Increasing Reliability in the Design of Offshore Wind Turbines by Improved Foundation Models
,2, Kristoffer Skjolden Skau1
,2, Hendrik Sturm1, Hans Petter Jostad1
1Norwegian Geotechnical Institute, Oslo, Norway, 2Norwegian University of Science and Technology, Trondheim, Norway
Designing offshore wind turbines is a complex task as these dynamic systems are subjected to variable cyclic loads. Improving the accuracy of analysis tools used in the design and optimisation process can increase the reliability and thus reduce uncertainties and risks. Although considerable development has been made on representing the interaction between wind, waves and structural aspects in integrated analysis tools, modelling of the foundation remains unrefined. The aim of this contribution is to illustrate the inherent uncertainties of current industry design practice and to demonstrate the impact of improved foundation models on increasing the reliability.
In current industry practice, the foundation is modelled by means of linear or non-linear springs. Shortcomings of the simplified models representing foundation behaviour in integrated analyses have been identified and discussed in previous literature. As a result noticeable differences in predicted and actual measured natural frequencies are systematically observed. These discrepancies introduce uncertainties in the fatigue lifetime prediction, which leads to increased risk and potentially increased costs for O&M. Thus, improved foundation models that can accurately represent the foundation behaviour are needed.
Two new models, for shallow and deep foundations, have been developed. The models are formulated as kinematic hardening macro-elements, where the soil and foundation behaviour is reduced to a local load-deflection relation. The models include foundation hysteretic damping and corresponding foundation stiffness both continuously updating based in the loading history. This leads to more accurate predicted loads, reduced uncertainties in the estimated fatigue lifetime and therefore reduced risk in the design.
The performance of the improved foundation models is illustrated at foundation level and the capabilities and limitations of the models are listed. In particular, the possibilities of modelling different foundation stiffness and corresponding foundation damping as a function of the current load levels and recent load history are explained in detail.
The models have been implemented in a time-domain aero-hydro-servo-elastic tool, called 3DFloat. Calibration of the models by finite element analyses is described. The effectiveness of the improved foundation models, over to the simplified models used in current industry design practice, is demonstrated by comparing displacement and rotation time histories of an OWT subjected to different typical mean wind speeds.
In contrast with the current industry practice, the improved models can reproduce different foundation stiffness for unloading and reloading and foundation damping depending on the loading history. This behaviour has been reported in cyclic field- and model tests as well as in centrifuge tests. Both stiffness and damping properties of the foundation have a noticeable effect on the fatigue damage, especially during idling where the contribution from aerodynamic damping is relatively low. At mudline, accumulated fatigue damage reduces up to 16% depending on the foundation model used.
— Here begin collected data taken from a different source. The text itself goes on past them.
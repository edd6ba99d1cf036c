use clap::Parser;
use std::sync::Arc;
use tracing::{info, warn};
use tracing_subscriber::EnvFilter;

use completion_gateway::clock::{Clock, SystemClock};
use completion_gateway::config::{Args, LogFormat};
use completion_gateway::rate_limit::{WindowCounterStore, sweeper};
use completion_gateway::state::{AppState, Upstream};
use completion_gateway::store::{DurableStore, NoopStore, RedisStore};
use completion_gateway::worker::MarkerQueue;
use completion_gateway::{Result, router};

fn init_tracing(format: LogFormat) {
    let env_filter = EnvFilter::try_from_default_env().unwrap_or_else(|_| EnvFilter::new("info"));
    let builder = tracing_subscriber::fmt().with_env_filter(env_filter);
    match format {
        LogFormat::Text => builder.init(),
        LogFormat::Json => builder.json().init(),
    }
}

async fn shutdown_signal() {
    let ctrl_c = async {
        if let Err(e) = tokio::signal::ctrl_c().await {
            warn!(error = %e, "failed to listen for ctrl-c");
        }
    };

    #[cfg(unix)]
    let terminate = async {
        match tokio::signal::unix::signal(tokio::signal::unix::SignalKind::terminate()) {
            Ok(mut signal) => {
                signal.recv().await;
            }
            Err(e) => {
                warn!(error = %e, "failed to listen for SIGTERM");
                std::future::pending::<()>().await;
            }
        }
    };

    #[cfg(not(unix))]
    let terminate = std::future::pending::<()>();

    tokio::select! {
        _ = ctrl_c => {},
        _ = terminate => {},
    }
    info!("shutting down");
}

// this is main async function with tokio
#[tokio::main]
async fn main() -> Result<()> {
    // parse cli arguments
    let args = Args::parse();
    init_tracing(args.log_format);
    args.validate()?;

    let store: Arc<dyn DurableStore> = match &args.redis_url {
        Some(url) => {
            let store = RedisStore::connect(url).await?;
            info!("durable markers go to redis");
            Arc::new(store)
        }
        None => {
            info!("no redis url configured, durable markers are discarded");
            Arc::new(NoopStore)
        }
    };

    let client = reqwest::Client::builder()
        .connect_timeout(args.connect_timeout())
        .build()?;

    let clock: Arc<dyn Clock> = Arc::new(SystemClock);
    let rate_limiter = Arc::new(WindowCounterStore::new(args.rate_limit, args.rate_window()));
    let markers = MarkerQueue::spawn(store, args.marker_queue);

    // creating shared state
    let state = Arc::new(
        AppState::new(
            client,
            Upstream {
                url: args.upstream_url.clone(),
                api_key: args.api_key.clone(),
            },
            Arc::clone(&rate_limiter),
            markers,
        )
        .with_clock(Arc::clone(&clock))
        .with_marker_prefix(args.marker_prefix.clone()),
    );

    // spawn the eviction sweeper
    tokio::spawn(sweeper(rate_limiter, clock, args.sweep_interval()));

    let app = router(state);

    let addr = args.listen_addr();
    let listener = tokio::net::TcpListener::bind(&addr).await?;

    info!(%addr, "gateway listening");
    info!(upstream = %args.upstream_url, "forwarding admitted requests");
    info!(
        limit = args.rate_limit,
        window_secs = args.rate_window,
        "rate limit per client key"
    );

    axum::serve(listener, app)
        .with_graceful_shutdown(shutdown_signal())
        .await?;
    Ok(())
}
The current industry practice in foundation modelling fails to reproduce full-scale measurements, leading to uncertainties in the design that increase the risk and cost of offshore wind turbine design. More accurate foundation models have been developed and implemented in a software to perform integrated analyses of offshore wind turbines. The improved foundation models can reproduce the overall observed foundation behaviour. Comparison against the current industry practice illustrates differences with the current foundation modelling and highlights the benefits of modelling the foundation behaviour more accurately. A more accurate modelling of the foundation response in integrated analyses of offshore wind turbines will reduce the uncertainty in the predicted loads and in the estimated fatigue lifetime and therefore reduced risk in the design.